Brixton Beach is a difficult book to rate. It has a fantastic opening chapter and a powerful, poignant ending, but unfortunately the rest of the book is a bit forgettable.

The book opens with an emotionally charged glimpse at the London tube bombings of 2005 in which 56 people were killed. I wasn’t surprised to see a quote from Chris Cleave on the back of the book (‘Heartfelt and timely’) as the opening chapter was reminiscent of his wonderful book, The Other Hand.

Unfortunately, the plot went downhill very quickly. The second chapter was so quiet in comparison that I was left feeling a bit let down and lost. The setting changed to a quiet Sri Lankan village and followed a young girl as she grew up. The fact that her father was of Tamil descent meant that her family was threatened by violence and so they decided to emigrate to the safety of London. This whole section was OK, but I have read about the difficulties of immigration so many times that I have lost interest.Well someone found in a situation like wise they should contact with Las Vegas immigration lawyer cause they can handle the things wisely. This book didn’t offer any new insights on the situation, despite the fact that Sri Lanka isn’t a country I’ve read about before. By Going Here you will get the best immigration attorney. Ask about his/her background with your specific situation, outcomes in those cases, and for references from previous clients and other immigration attorneys. Don’t assume that all lawyers know immigration law, because most don’t. It’s a very specialized niche practice. Someone with a general law practice probably does not have sufficient immigration experience – this is a practice area for specialists. Unless you are appearing in immigration court defensively, you should pay a flat fee, rather than hourly.  Las Vegas employment immigration lawyer helps you in the immigration attorney. Don’t assume that a big firm means competence with immigration. Outside of business immigration (my specialty), the most competent immigration attorneys tend to work in small- or mid-sized firms. Don’t assume that an attorney who speaks your language is competent. A lot of shoddy lawyers prey on the inherent trust of their ethnic or language communities. Get a second opinion – it’s worth another consultation fee.
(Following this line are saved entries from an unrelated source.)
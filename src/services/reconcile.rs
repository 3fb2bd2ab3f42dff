//! Pairing live updates with static schedule rows.
//!
//! The live feed never carries full static trip ids, only a trailing part of
//! them. Matching is therefore by suffix, and the first live update in feed
//! order wins. Feeds are not checked for duplicate trips.

use crate::gtfs::{LiveFeed, StopTimeUpdate, TripUpdate};

/// Find the live update for a static trip.
///
/// Returns the first update whose (non-empty) trip id is a suffix of
/// `static_trip_id`. Equal ids count as a suffix.
pub fn match_trip<'a>(static_trip_id: &str, live: &'a LiveFeed) -> Option<&'a TripUpdate> {
    live.trip_updates
        .iter()
        .find(|update| !update.trip_id.is_empty() && static_trip_id.ends_with(&update.trip_id))
}

/// Find the live update for one stop of a trip.
///
/// Stop id and stop sequence are alternative keys: whichever matches first
/// in the update list wins. An absent key on either side never matches.
pub fn match_stop_update<'a>(
    trip_update: &'a TripUpdate,
    stop_id: &str,
    stop_sequence: Option<u32>,
) -> Option<&'a StopTimeUpdate> {
    trip_update.stop_time_updates.iter().find(|stu| {
        stu.stop_id.as_deref() == Some(stop_id)
            || (stop_sequence.is_some() && stu.stop_sequence == stop_sequence)
    })
}
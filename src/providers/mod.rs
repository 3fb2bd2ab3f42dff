pub mod realtime_feed;
pub mod static_feed;

pub use realtime_feed::GtfsRealtimeProvider;
pub use static_feed::{GtfsStaticProvider, ScheduleLocation};
//! Shared fixtures for unit tests.
//!
//! The schedule is a trimmed slice of the NYCT subway feed, parsed through
//! the real CSV loader. "Now" is Tuesday 2026-10-20 21:31:00 Eastern.

use std::collections::BTreeMap;
use std::io::Read;
use std::sync::atomic::{AtomicI64, AtomicUsize, Ordering};
use std::sync::Arc;
use std::time::Duration;

use chrono::{DateTime, TimeZone, Utc};
use chrono_tz::America::New_York;
use futures::future::BoxFuture;

use crate::cache::{CachePolicy, FeedCache, LiveLoader, ScheduleLoader};
use crate::clock::Clock;
use crate::gtfs::schedule::ScheduleTables;
use crate::gtfs::{GtfsError, GtfsSchedule, LiveFeed, StopTimeEvent, StopTimeUpdate, TripUpdate};
use crate::providers::static_feed::{read_tables, TableSource};
use crate::services::TransitService;

pub const SAMPLE_TABLES: &[(&str, &str)] = &[
    (
        "agency.txt",
        "agency_id,agency_name,agency_url,agency_timezone
MTA NYCT,MTA New York City Transit,http://www.mta.info,America/New_York
MTA MNR,Metro-North Railroad,http://www.mta.info/mnr,America/New_York
",
    ),
    (
        "routes.txt",
        "route_id,agency_id,route_short_name,route_long_name,route_type,route_color,route_text_color
A,MTA NYCT,A,8 Avenue Express,1,0039A6,FFFFFF
1,MTA NYCT,1,Broadway - 7 Avenue Local,1,EE352E,
GS,MTA NYCT,S,42 St Shuttle,1,,
Z,MTA NYCT,Z,Nassau St Express,1,996633,FFFFFF
",
    ),
    (
        "stops.txt",
        "stop_id,stop_code,stop_name,stop_lat,stop_lon,location_type,parent_station,platform_code
101,,Van Cortlandt Park-242 St,40.889248,-73.898583,1,,
101N,,Van Cortlandt Park-242 St,40.889248,-73.898583,0,101,N
101S,,Van Cortlandt Park-242 St,40.889248,-73.898583,0,101,S
103,,238 St,40.884667,-73.90087,1,,
103N,,238 St,40.884667,-73.90087,0,103,N
104,,231 St,40.878856,-73.904834,1,,
104N,,231 St,,,0,104,N
A02,,Inwood-207 St,40.868072,-73.919899,1,,
A02S,,Inwood-207 St,40.868072,-73.919899,0,A02,S
A03,,Dyckman St,,,1,,
A03S,,Dyckman St,40.865491,-73.927271,0,A03,S
901,G901,Grand Central-42 St,40.752769,-73.979189,0,,
902,G902,Times Sq-42 St,not-a-number,-73.986229,0,,
",
    ),
    (
        "trips.txt",
        "route_id,service_id,trip_id,trip_headsign,direction_id,shape_id
1,Weekday,ASP25GEN-1038-Weekday-00_128750_1..N03R,Van Cortlandt Park-242 St,0,1..N03R
1,Weekday,ASP25GEN-1038-Weekday-00_129900_1..N03R,Van Cortlandt Park-242 St,0,1..N03R
1,Sunday,ASP25GEN-1038-Sunday-00_128750_1..N03R,Van Cortlandt Park-242 St,0,
A,Weekday,BSP25GEN-A001-Weekday-00_130000_A..S,Far Rockaway-Mott Av,1,A..S
GS,Weekday,S20250101-Weekday-00_131000_GS.S01R,Grand Central-42 St,0,
",
    ),
    (
        "stop_times.txt",
        "trip_id,arrival_time,departure_time,stop_id,stop_sequence,shape_dist_traveled
ASP25GEN-1038-Weekday-00_128750_1..N03R,21:32:00,21:32:00,101N,5,2.0
ASP25GEN-1038-Weekday-00_128750_1..N03R,21:28:30,21:28:30,104N,1,0
ASP25GEN-1038-Weekday-00_128750_1..N03R,21:30:00,21:30:00,103N,3,1.2
ASP25GEN-1038-Weekday-00_129900_1..N03R,21:40:00,21:40:00,104N,1,
ASP25GEN-1038-Weekday-00_129900_1..N03R,21:41:30,21:41:30,103N,2,
ASP25GEN-1038-Weekday-00_129900_1..N03R,21:43:30,21:43:30,101N,x,
ASP25GEN-1038-Sunday-00_128750_1..N03R,21:28:30,21:28:30,104N,1,
ASP25GEN-1038-Sunday-00_128750_1..N03R,21:30:00,21:30:00,103N,2,
ASP25GEN-1038-Sunday-00_128750_1..N03R,21:32:00,21:32:00,101N,3,
BSP25GEN-A001-Weekday-00_130000_A..S,21:35:00,21:35:00,A02S,1,
BSP25GEN-A001-Weekday-00_130000_A..S,21:37:00,21:37:00,A03S,2,
S20250101-Weekday-00_131000_GS.S01R,22:00:00,22:00:00,901,1,
S20250101-Weekday-00_131000_GS.S01R,22:02:00,22:02:00,902,2,
",
    ),
    (
        "calendar.txt",
        "service_id,monday,tuesday,wednesday,thursday,friday,saturday,sunday,start_date,end_date
Weekday,1,1,1,1,1,0,0,20250101,20261231
Sunday,0,0,0,0,0,0,1,20250101,20261231
",
    ),
    (
        "calendar_dates.txt",
        "service_id,date,exception_type
Weekday,20261026,2
Holiday,20261126,1
",
    ),
    (
        "shapes.txt",
        "shape_id,shape_pt_lat,shape_pt_lon,shape_pt_sequence
1..N03R,40.884667,-73.90087,1
1..N03R,40.878856,-73.904834,0
1..N03R,bad,-73.9,2
1..N03R,40.889248,-73.898583,3
A..S,40.868072,-73.919899,0
A..S,40.865491,-73.927271,1
",
    ),
];

/// GTFS tables held in memory, keyed by file name.
#[derive(Debug, Clone, Default)]
pub struct MemoryTables {
    tables: BTreeMap<String, String>,
}

impl MemoryTables {
    pub fn sample() -> Self {
        Self {
            tables: SAMPLE_TABLES
                .iter()
                .map(|(name, content)| (name.to_string(), content.to_string()))
                .collect(),
        }
    }

    pub fn without(mut self, name: &str) -> Self {
        self.tables.remove(name);
        self
    }

    pub fn with(mut self, name: &str, content: &str) -> Self {
        self.tables.insert(name.to_string(), content.to_string());
        self
    }

    /// Add rows to the end of an existing table.
    pub fn append(mut self, name: &str, rows: &str) -> Self {
        self.tables.entry(name.to_string()).or_default().push_str(rows);
        self
    }
}

impl TableSource for MemoryTables {
    fn open(&mut self, name: &str) -> Result<Option<Box<dyn Read + '_>>, GtfsError> {
        Ok(self
            .tables
            .get(name)
            .map(|content| Box::new(content.as_bytes()) as Box<dyn Read + '_>))
    }
}

/// 2026-10-20 21:31:00 in New York.
pub fn test_now() -> DateTime<Utc> {
    Utc.with_ymd_and_hms(2026, 10, 21, 1, 31, 0).unwrap()
}

/// POSIX seconds of an Eastern wall-clock time on the test day.
pub fn eastern(hour: u32, minute: u32, second: u32) -> i64 {
    New_York
        .with_ymd_and_hms(2026, 10, 20, hour, minute, second)
        .unwrap()
        .timestamp()
}

pub fn sample_tables() -> ScheduleTables {
    read_tables(&mut MemoryTables::sample()).unwrap()
}

pub fn sample_schedule() -> GtfsSchedule {
    GtfsSchedule::new(sample_tables(), test_now())
}

fn stop_update(
    stop_id: Option<&str>,
    stop_sequence: Option<u32>,
    arrival: Option<StopTimeEvent>,
    departure: Option<StopTimeEvent>,
) -> StopTimeUpdate {
    StopTimeUpdate {
        stop_id: stop_id.map(str::to_string),
        stop_sequence,
        arrival,
        departure,
    }
}

fn event(time: Option<i64>, delay: Option<i32>) -> StopTimeEvent {
    StopTimeEvent { time, delay }
}

/// Live updates in feed order.
///
/// - `128750_1..N03R`: matched by stop id, arrived at 103N, 100s late.
/// - `129900_1..N03R`: matched by stop sequence, left the first stop.
/// - `999999_7..S`: matches no static trip.
/// - `130000_A..S`: no per-stop updates.
pub fn sample_trip_updates() -> Vec<TripUpdate> {
    vec![
        TripUpdate {
            trip_id: "128750_1..N03R".to_string(),
            route_id: Some("1".to_string()),
            delay: Some(100),
            stop_time_updates: vec![
                stop_update(
                    Some("103N"),
                    None,
                    Some(event(Some(eastern(21, 30, 40)), Some(40))),
                    Some(event(Some(eastern(21, 31, 40)), Some(100))),
                ),
                stop_update(
                    Some("101N"),
                    None,
                    Some(event(Some(eastern(21, 33, 40)), Some(100))),
                    Some(event(None, Some(100))),
                ),
            ],
        },
        TripUpdate {
            trip_id: "129900_1..N03R".to_string(),
            route_id: Some("1".to_string()),
            delay: Some(-390),
            stop_time_updates: vec![
                stop_update(None, Some(1), None, Some(event(Some(eastern(21, 30, 0)), Some(-600)))),
                stop_update(
                    None,
                    Some(2),
                    Some(event(Some(eastern(21, 35, 0)), Some(-390))),
                    Some(event(Some(eastern(21, 35, 30)), Some(-360))),
                ),
            ],
        },
        TripUpdate {
            trip_id: "999999_7..S".to_string(),
            route_id: Some("7".to_string()),
            delay: None,
            stop_time_updates: vec![stop_update(Some("701S"), None, None, None)],
        },
        TripUpdate {
            trip_id: "130000_A..S".to_string(),
            route_id: Some("A".to_string()),
            delay: Some(0),
            stop_time_updates: Vec::new(),
        },
    ]
}

pub fn sample_live_feed(fetched_at: DateTime<Utc>) -> LiveFeed {
    LiveFeed {
        trip_updates: sample_trip_updates(),
        fetched_at,
        feed_timestamp: Some(fetched_at),
    }
}

/// A clock that only moves when told to.
#[derive(Debug)]
pub struct ManualClock {
    millis: AtomicI64,
}

impl ManualClock {
    pub fn new(now: DateTime<Utc>) -> Self {
        Self {
            millis: AtomicI64::new(now.timestamp_millis()),
        }
    }

    pub fn advance(&self, by: chrono::Duration) {
        self.millis.fetch_add(by.num_milliseconds(), Ordering::SeqCst);
    }
}

impl Clock for ManualClock {
    fn now(&self) -> DateTime<Utc> {
        DateTime::from_timestamp_millis(self.millis.load(Ordering::SeqCst)).unwrap()
    }
}

/// Serves a schedule (the sample one unless told otherwise) and counts how
/// often it was asked to.
pub struct CountingScheduleLoader {
    clock: Arc<dyn Clock>,
    tables: MemoryTables,
    loads: AtomicUsize,
}

impl CountingScheduleLoader {
    pub fn new(clock: Arc<dyn Clock>) -> Self {
        Self::with_tables(clock, MemoryTables::sample())
    }

    pub fn with_tables(clock: Arc<dyn Clock>, tables: MemoryTables) -> Self {
        Self {
            clock,
            tables,
            loads: AtomicUsize::new(0),
        }
    }

    pub fn loads(&self) -> usize {
        self.loads.load(Ordering::SeqCst)
    }
}

impl ScheduleLoader for CountingScheduleLoader {
    fn load(&self) -> BoxFuture<'_, Result<GtfsSchedule, GtfsError>> {
        Box::pin(async move {
            self.loads.fetch_add(1, Ordering::SeqCst);
            // Give concurrent callers a chance to pile up on the refresh gate
            tokio::time::sleep(Duration::from_millis(10)).await;
            let tables = read_tables(&mut self.tables.clone())?;
            Ok(GtfsSchedule::new(tables, self.clock.now()))
        })
    }
}

/// Serves the sample live feed and counts how often it was asked to.
pub struct CountingLiveLoader {
    clock: Arc<dyn Clock>,
    loads: AtomicUsize,
}

impl CountingLiveLoader {
    pub fn new(clock: Arc<dyn Clock>) -> Self {
        Self {
            clock,
            loads: AtomicUsize::new(0),
        }
    }

    pub fn loads(&self) -> usize {
        self.loads.load(Ordering::SeqCst)
    }
}

impl LiveLoader for CountingLiveLoader {
    fn load(&self) -> BoxFuture<'_, LiveFeed> {
        Box::pin(async move {
            self.loads.fetch_add(1, Ordering::SeqCst);
            sample_live_feed(self.clock.now())
        })
    }
}

/// Stands in for a live source that is down.
pub struct EmptyLiveLoader {
    clock: Arc<dyn Clock>,
}

impl EmptyLiveLoader {
    pub fn new(clock: Arc<dyn Clock>) -> Self {
        Self { clock }
    }
}

impl LiveLoader for EmptyLiveLoader {
    fn load(&self) -> BoxFuture<'_, LiveFeed> {
        Box::pin(async move { LiveFeed::empty(self.clock.now()) })
    }
}

/// A static source whose feed is broken.
pub struct FailingScheduleLoader;

impl ScheduleLoader for FailingScheduleLoader {
    fn load(&self) -> BoxFuture<'_, Result<GtfsSchedule, GtfsError>> {
        Box::pin(async { Err(GtfsError::MissingTable("stop_times.txt")) })
    }
}

/// A query façade over the sample data at the test instant.
pub fn sample_service() -> TransitService {
    let clock = Arc::new(ManualClock::new(test_now()));
    service_with(Arc::new(CountingLiveLoader::new(clock.clone())), clock)
}

/// A query façade over the sample schedule with a custom live source.
pub fn service_with(live_loader: Arc<dyn LiveLoader>, clock: Arc<ManualClock>) -> TransitService {
    let cache = FeedCache::new(
        Arc::new(CountingScheduleLoader::new(clock.clone())),
        live_loader,
        clock,
        CachePolicy::default(),
    );
    TransitService::new(Arc::new(cache), New_York)
}

/// A query façade over custom tables and the sample live feed.
pub fn service_from_tables(tables: MemoryTables) -> TransitService {
    let clock = Arc::new(ManualClock::new(test_now()));
    let cache = FeedCache::new(
        Arc::new(CountingScheduleLoader::with_tables(clock.clone(), tables)),
        Arc::new(CountingLiveLoader::new(clock.clone())),
        clock,
        CachePolicy::default(),
    );
    TransitService::new(Arc::new(cache), New_York)
}

/// A query façade whose static source always fails.
pub fn broken_service() -> TransitService {
    let clock = Arc::new(ManualClock::new(test_now()));
    let cache = FeedCache::new(
        Arc::new(FailingScheduleLoader),
        Arc::new(EmptyLiveLoader::new(clock.clone())),
        clock,
        CachePolicy::default(),
    );
    TransitService::new(Arc::new(cache), New_York)
}
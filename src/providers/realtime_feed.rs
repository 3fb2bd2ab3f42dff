//! GTFS-Realtime trip update loader.
//!
//! Live data is best effort: every failure (network, HTTP status, decode)
//! is logged here and the loader degrades to whatever feeds succeeded, or to
//! an empty snapshot stamped with the current time.

use std::sync::Arc;
use std::time::{Duration, Instant};

use chrono::DateTime;
use futures::future::{join_all, BoxFuture};
use prost::Message;
use tracing::{debug, info, warn};

use crate::cache::LiveLoader;
use crate::clock::Clock;
use crate::gtfs::{GtfsError, LiveFeed, StopTimeEvent, StopTimeUpdate, TripUpdate};

/// Maximum allowed protobuf response size (50 MB)
const MAX_PROTOBUF_SIZE: usize = 50 * 1024 * 1024;

#[derive(Clone)]
pub struct GtfsRealtimeProvider {
    client: reqwest::Client,
    feed_urls: Vec<String>,
    api_key: Option<String>,
    timeout: Duration,
    clock: Arc<dyn Clock>,
}

/// One decoded feed.
struct DecodedFeed {
    trip_updates: Vec<TripUpdate>,
    timestamp: Option<u64>,
}

impl GtfsRealtimeProvider {
    pub fn new(
        feed_urls: Vec<String>,
        api_key: Option<String>,
        timeout: Duration,
        clock: Arc<dyn Clock>,
    ) -> Result<Self, GtfsError> {
        let client = reqwest::Client::builder()
            .connect_timeout(timeout)
            .build()?;

        Ok(Self {
            client,
            feed_urls,
            api_key,
            timeout,
            clock,
        })
    }

    /// Fetch every configured feed and merge the trip updates in feed order.
    ///
    /// Never fails; see the module docs.
    pub async fn load_feed(&self) -> LiveFeed {
        let started = Instant::now();
        let results = join_all(self.feed_urls.iter().map(|url| self.fetch_feed(url))).await;

        let mut trip_updates = Vec::new();
        let mut feed_timestamp: Option<u64> = None;
        let mut failed = 0usize;

        for (url, result) in self.feed_urls.iter().zip(results) {
            match result {
                Ok(feed) => {
                    debug!(url = %url, trip_updates = feed.trip_updates.len(), "Fetched realtime feed");
                    trip_updates.extend(feed.trip_updates);
                    feed_timestamp = feed_timestamp.max(feed.timestamp);
                }
                Err(e) => {
                    warn!(url = %url, error = %e, "Failed to fetch realtime feed, skipping");
                    failed += 1;
                }
            }
        }

        info!(
            feeds = self.feed_urls.len(),
            failed,
            trip_updates = trip_updates.len(),
            elapsed_ms = started.elapsed().as_millis() as u64,
            "Loaded realtime trip updates"
        );

        LiveFeed {
            trip_updates,
            fetched_at: self.clock.now(),
            feed_timestamp: feed_timestamp
                .and_then(|ts| i64::try_from(ts).ok())
                .and_then(|ts| DateTime::from_timestamp(ts, 0)),
        }
    }

    async fn fetch_feed(&self, url: &str) -> Result<DecodedFeed, GtfsError> {
        let mut request = self.client.get(url).timeout(self.timeout);
        if let Some(key) = &self.api_key {
            request = request.header("x-api-key", key);
        }
        let response = request.send().await?;

        if !response.status().is_success() {
            return Err(GtfsError::NetworkMessage(format!(
                "GTFS-RT HTTP {}",
                response.status()
            )));
        }

        let bytes = response.bytes().await?;
        if bytes.len() > MAX_PROTOBUF_SIZE {
            return Err(GtfsError::NetworkMessage(format!(
                "GTFS-RT response too large: {} bytes (max {} bytes)",
                bytes.len(),
                MAX_PROTOBUF_SIZE
            )));
        }

        decode_feed(&bytes)
    }
}

impl LiveLoader for GtfsRealtimeProvider {
    fn load(&self) -> BoxFuture<'_, LiveFeed> {
        Box::pin(self.load_feed())
    }
}

/// Decode a protobuf `FeedMessage` into trip updates.
///
/// Entities without a trip update or without a trip id are dropped.
fn decode_feed(bytes: &[u8]) -> Result<DecodedFeed, GtfsError> {
    let message = gtfs_rt::FeedMessage::decode(bytes)?;
    let timestamp = message.header.timestamp;

    let trip_updates = message
        .entity
        .into_iter()
        .filter_map(|entity| entity.trip_update)
        .filter_map(convert_trip_update)
        .collect();

    Ok(DecodedFeed {
        trip_updates,
        timestamp,
    })
}

fn convert_trip_update(update: gtfs_rt::TripUpdate) -> Option<TripUpdate> {
    let trip_id = update.trip.trip_id.filter(|id| !id.is_empty())?;

    Some(TripUpdate {
        trip_id,
        route_id: update.trip.route_id,
        delay: update.delay,
        stop_time_updates: update
            .stop_time_update
            .into_iter()
            .map(|stu| StopTimeUpdate {
                stop_id: stu.stop_id,
                stop_sequence: stu.stop_sequence,
                arrival: stu.arrival.map(convert_event),
                departure: stu.departure.map(convert_event),
            })
            .collect(),
    })
}

fn convert_event(event: gtfs_rt::trip_update::StopTimeEvent) -> StopTimeEvent {
    StopTimeEvent {
        time: event.time,
        delay: event.delay,
    }
}
//! Clock and service-timezone provider.
//!
//! The engine never reads host-local time. Every "now" goes through a
//! [`Clock`] and is projected into the service timezone with [`ServiceNow`].

use chrono::{DateTime, NaiveDate, Utc};
use chrono_tz::Tz;

/// Source of the current instant.
pub trait Clock: Send + Sync {
    fn now(&self) -> DateTime<Utc>;
}

/// Wall clock of the host.
#[derive(Debug, Clone, Copy, Default)]
pub struct SystemClock;

impl Clock for SystemClock {
    fn now(&self) -> DateTime<Utc> {
        Utc::now()
    }
}

/// "Now" as seen in the service timezone.
#[derive(Debug, Clone)]
pub struct ServiceNow {
    pub instant: DateTime<Utc>,
    /// Service-local calendar date.
    pub date: NaiveDate,
    /// Service-local wall clock as `HH:MM:SS`, comparable with GTFS times as text.
    pub time: String,
}

impl ServiceNow {
    pub fn at(instant: DateTime<Utc>, tz: Tz) -> Self {
        let local = instant.with_timezone(&tz);
        Self {
            instant,
            date: local.date_naive(),
            time: local.format("%H:%M:%S").to_string(),
        }
    }

    pub fn from_clock(clock: &dyn Clock, tz: Tz) -> Self {
        Self::at(clock.now(), tz)
    }

    pub fn epoch_secs(&self) -> i64 {
        self.instant.timestamp()
    }
}

/// Render POSIX seconds as service-local `HH:MM`.
pub fn format_epoch_hm(epoch_secs: i64, tz: Tz) -> Option<String> {
    let instant = DateTime::from_timestamp(epoch_secs, 0)?;
    Some(instant.with_timezone(&tz).format("%H:%M").to_string())
}

/// Render seconds since service-day midnight as `HH:MM` wall clock.
///
/// Values past 24h wrap onto the next day's clock face.
pub fn format_day_seconds_hm(seconds: i64) -> String {
    let seconds = seconds.rem_euclid(86_400);
    format!("{:02}:{:02}", seconds / 3600, (seconds % 3600) / 60)
}

#[cfg(test)]
mod tests {
    use super::*;
    use chrono::TimeZone;
    use chrono_tz::America::New_York;

    #[test]
    fn test_service_now_uses_eastern_date_and_time() {
        // 01:31 UTC on the 21st is still the evening of the 20th in New York (EDT)
        let instant = Utc.with_ymd_and_hms(2026, 10, 21, 1, 31, 0).unwrap();
        let now = ServiceNow::at(instant, New_York);
        assert_eq!(now.date, NaiveDate::from_ymd_opt(2026, 10, 20).unwrap());
        assert_eq!(now.time, "21:31:00");
    }

    #[test]
    fn test_service_now_winter_offset() {
        let instant = Utc.with_ymd_and_hms(2026, 1, 15, 13, 5, 9).unwrap();
        let now = ServiceNow::at(instant, New_York);
        assert_eq!(now.time, "08:05:09");
    }

    #[test]
    fn test_format_epoch_hm() {
        let epoch = New_York
            .with_ymd_and_hms(2026, 10, 20, 21, 33, 40)
            .unwrap()
            .timestamp();
        assert_eq!(format_epoch_hm(epoch, New_York).as_deref(), Some("21:33"));
    }

    #[test]
    fn test_format_day_seconds_wraps_past_midnight() {
        assert_eq!(format_day_seconds_hm(30_600), "08:30");
        assert_eq!(format_day_seconds_hm(91_800), "01:30");
        assert_eq!(format_day_seconds_hm(-60), "23:59");
    }
}
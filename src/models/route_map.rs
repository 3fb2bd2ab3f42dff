use serde::{Deserialize, Serialize};
use utoipa::ToSchema;

use super::{RouteShape, StationMarker};

const DEFAULT_LINE_COLOR: &str = "666666";

/// Either payload a route map can be drawn from.
///
/// Map clients send a bare polyline or a full route shape. The variant is
/// resolved here and never travels further than [`RouteMap`].
#[derive(Debug, Clone, Deserialize, ToSchema)]
#[serde(untagged)]
pub enum RouteMapPayload {
    /// `[[lon, lat], ...]`
    Polyline(Vec<[f64; 2]>),
    Shape(RouteShape),
}

/// Canonical route map.
#[derive(Debug, Clone, PartialEq, Serialize, ToSchema)]
pub struct RouteMap {
    pub color: String,
    pub coordinates: Vec<[f64; 2]>,
    pub markers: Vec<StationMarker>,
}

impl From<RouteMapPayload> for RouteMap {
    fn from(payload: RouteMapPayload) -> Self {
        match payload {
            RouteMapPayload::Polyline(coordinates) => RouteMap {
                color: DEFAULT_LINE_COLOR.to_string(),
                coordinates,
                markers: Vec::new(),
            },
            RouteMapPayload::Shape(shape) => RouteMap {
                color: shape.color,
                coordinates: shape.coordinates,
                markers: shape.start_marker.into_iter().chain(shape.end_marker).collect(),
            },
        }
    }
}

impl RouteMap {
    /// Points outside WGS84 ranges.
    pub fn invalid_points(&self) -> usize {
        self.coordinates
            .iter()
            .chain(self.markers.iter().map(|m| &m.coordinates))
            .filter(|[lon, lat]| !(-180.0..=180.0).contains(lon) || !(-90.0..=90.0).contains(lat))
            .count()
    }
}
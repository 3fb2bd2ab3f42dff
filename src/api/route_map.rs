use axum::Json;
use tracing::debug;

use crate::api::{bad_request, ApiError, ErrorResponse};
use crate::models::{RouteMap, RouteMapPayload};

/// Resolve a bare polyline or a route shape into a canonical route map
#[utoipa::path(
    post,
    path = "/api/route-map",
    request_body = RouteMapPayload,
    responses(
        (status = 200, description = "Canonical route map", body = RouteMap),
        (status = 400, description = "Coordinates out of range", body = ErrorResponse),
        (status = 422, description = "Payload matches neither shape")
    ),
    tag = "maps"
)]
pub async fn resolve_route_map(
    Json(payload): Json<RouteMapPayload>,
) -> Result<Json<RouteMap>, ApiError> {
    let map = RouteMap::from(payload);
    let invalid = map.invalid_points();
    if invalid > 0 {
        return Err(bad_request(format!(
            "{} point(s) outside [lon, lat] range",
            invalid
        )));
    }
    debug!(points = map.coordinates.len(), markers = map.markers.len(), "Resolved route map");
    Ok(Json(map))
}
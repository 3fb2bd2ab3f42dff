use axum::{
    extract::{Path, Query, State},
    Json,
};
use serde::Deserialize;
use utoipa::IntoParams;

use crate::api::{not_found, unavailable, ApiError, AppState, ErrorResponse};
use crate::models::{RouteListResponse, RouteShape};

/// List all routes with today's activity, sorted by short name
#[utoipa::path(
    get,
    path = "/api/routes",
    responses(
        (status = 200, description = "List of routes", body = RouteListResponse),
        (status = 503, description = "Schedule unavailable", body = ErrorResponse)
    ),
    tag = "routes"
)]
pub async fn list_routes(State(state): State<AppState>) -> Result<Json<RouteListResponse>, ApiError> {
    let routes = state.transit.list_routes().await.map_err(unavailable)?;
    Ok(Json(RouteListResponse { routes }))
}

#[derive(Debug, Deserialize, IntoParams)]
pub struct ShapeQuery {
    /// Stop or station id for the start marker
    pub start: Option<String>,
    /// Stop or station id for the end marker
    pub end: Option<String>,
}

/// Get the shape of a route as a [lon, lat] polyline with end markers
#[utoipa::path(
    get,
    path = "/api/routes/{route_id}/shape",
    params(
        ("route_id" = String, Path, description = "GTFS route id"),
        ShapeQuery
    ),
    responses(
        (status = 200, description = "Route shape", body = RouteShape),
        (status = 404, description = "Route not found", body = ErrorResponse),
        (status = 503, description = "Schedule unavailable", body = ErrorResponse)
    ),
    tag = "routes"
)]
pub async fn get_route_shape(
    State(state): State<AppState>,
    Path(route_id): Path<String>,
    Query(query): Query<ShapeQuery>,
) -> Result<Json<RouteShape>, ApiError> {
    state
        .transit
        .route_shape(&route_id, query.start.as_deref(), query.end.as_deref())
        .await
        .map_err(unavailable)?
        .map(Json)
        .ok_or_else(|| not_found("Route", &route_id))
}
The plot picks up towards the end and you can guess that the story goes full circle, returning to the terrible events on the London tubes. The ending was emotional, but I was disappointed that I’d had to wade through 350 pages of slow moving plot to get there.

On a positive note, the writing was of good quality, so I would be tempted to read another one of her books – I just hope they are more like the first chapter of this one than the middle 12!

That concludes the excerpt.